> _Task brief_:
Once you find a line containing the word "only" in the entries below, copy it.

--- START ---

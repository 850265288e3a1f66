mod analyze;
mod config_cmd;
mod trim;

use anyhow::{Context, Result};
use clap::{Parser, Subcommand};
use colored::Colorize;
use std::path::{Path, PathBuf};

use squat_coach::models::{parse_detection_stream, PoseFrame};
use squat_coach::AnalysisError;

use crate::config::Config;

pub use analyze::AnalyzeCommand;
pub use trim::TrimCommand;

#[derive(Parser)]
#[command(name = "squat-coach")]
#[command(about = "Barbell back squat form analysis from pose landmarks", long_about = None)]
#[command(version)]
pub struct Cli {
    #[command(subcommand)]
    command: Commands,

    /// Enable verbose logging
    #[arg(short, long, global = true)]
    verbose: bool,

    /// Path to configuration file
    #[arg(long, global = true, env = "SQUAT_COACH_CONFIG")]
    config: Option<PathBuf>,
}

#[derive(Subcommand)]
enum Commands {
    /// Analyze a landmark file and print the form report
    Analyze(AnalyzeCommand),

    /// Crop a landmark file to the detected reps
    Trim(TrimCommand),

    /// Manage configuration
    #[command(subcommand)]
    Config(ConfigSubcommands),

    /// Generate shell completions
    Completions {
        /// Shell to generate completions for
        #[arg(value_enum)]
        shell: clap_complete::Shell,
    },
}

#[derive(Subcommand)]
enum ConfigSubcommands {
    /// Show current configuration
    Show,

    /// Print the configuration file location
    Path,

    /// Initialize configuration with defaults
    Init {
        /// Overwrite existing config
        #[arg(short, long)]
        force: bool,
    },
}

impl Cli {
    pub fn verbose(&self) -> bool {
        self.verbose
    }

    pub fn execute(self) -> Result<()> {
        if self.verbose {
            tracing::debug!("Verbose mode enabled");
        }

        let config_path = self.config.as_deref();

        match self.command {
            Commands::Analyze(cmd) => cmd.execute(&Config::load(config_path)?),
            Commands::Trim(cmd) => cmd.execute(&Config::load(config_path)?),
            Commands::Config(subcmd) => match subcmd {
                ConfigSubcommands::Show => config_cmd::show_config(config_path),
                ConfigSubcommands::Path => config_cmd::show_path(config_path),
                ConfigSubcommands::Init { force } => config_cmd::init_config(config_path, force),
            },
            Commands::Completions { shell } => {
                generate_completions(shell);
                Ok(())
            }
        }
    }
}

/// Read a landmark provider JSON file, keeping only frames with a detection
pub fn read_frames(path: &Path) -> Result<Vec<PoseFrame>> {
    let contents = std::fs::read_to_string(path)
        .with_context(|| format!("Failed to read landmark file {}", path.display()))?;
    let frames = parse_detection_stream(&contents)
        .with_context(|| format!("Invalid landmark file {}", path.display()))?;

    tracing::info!("Loaded {} frames with a detected person from {}", frames.len(), path.display());
    Ok(frames)
}

/// Print a pipeline error with its guidance; the returned error only names the step
fn report_failure(step: &str, err: &AnalysisError) -> anyhow::Error {
    eprintln!("{} {}", "✗".red(), err);
    eprintln!("  {}", err.user_guidance());
    anyhow::anyhow!("{step} failed")
}

fn generate_completions(shell: clap_complete::Shell) {
    use clap::CommandFactory;
    use clap_complete::generate;
    use std::io;

    let mut cmd = Cli::command();
    let name = cmd.get_name().to_string();
    generate(shell, &mut cmd, name, &mut io::stdout());
}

--- END ---

> _Output_:
/// Read a landmark provider JSON file, keeping only frames with a detection
/// Print a pipeline error with its guidance; the returned error only names the step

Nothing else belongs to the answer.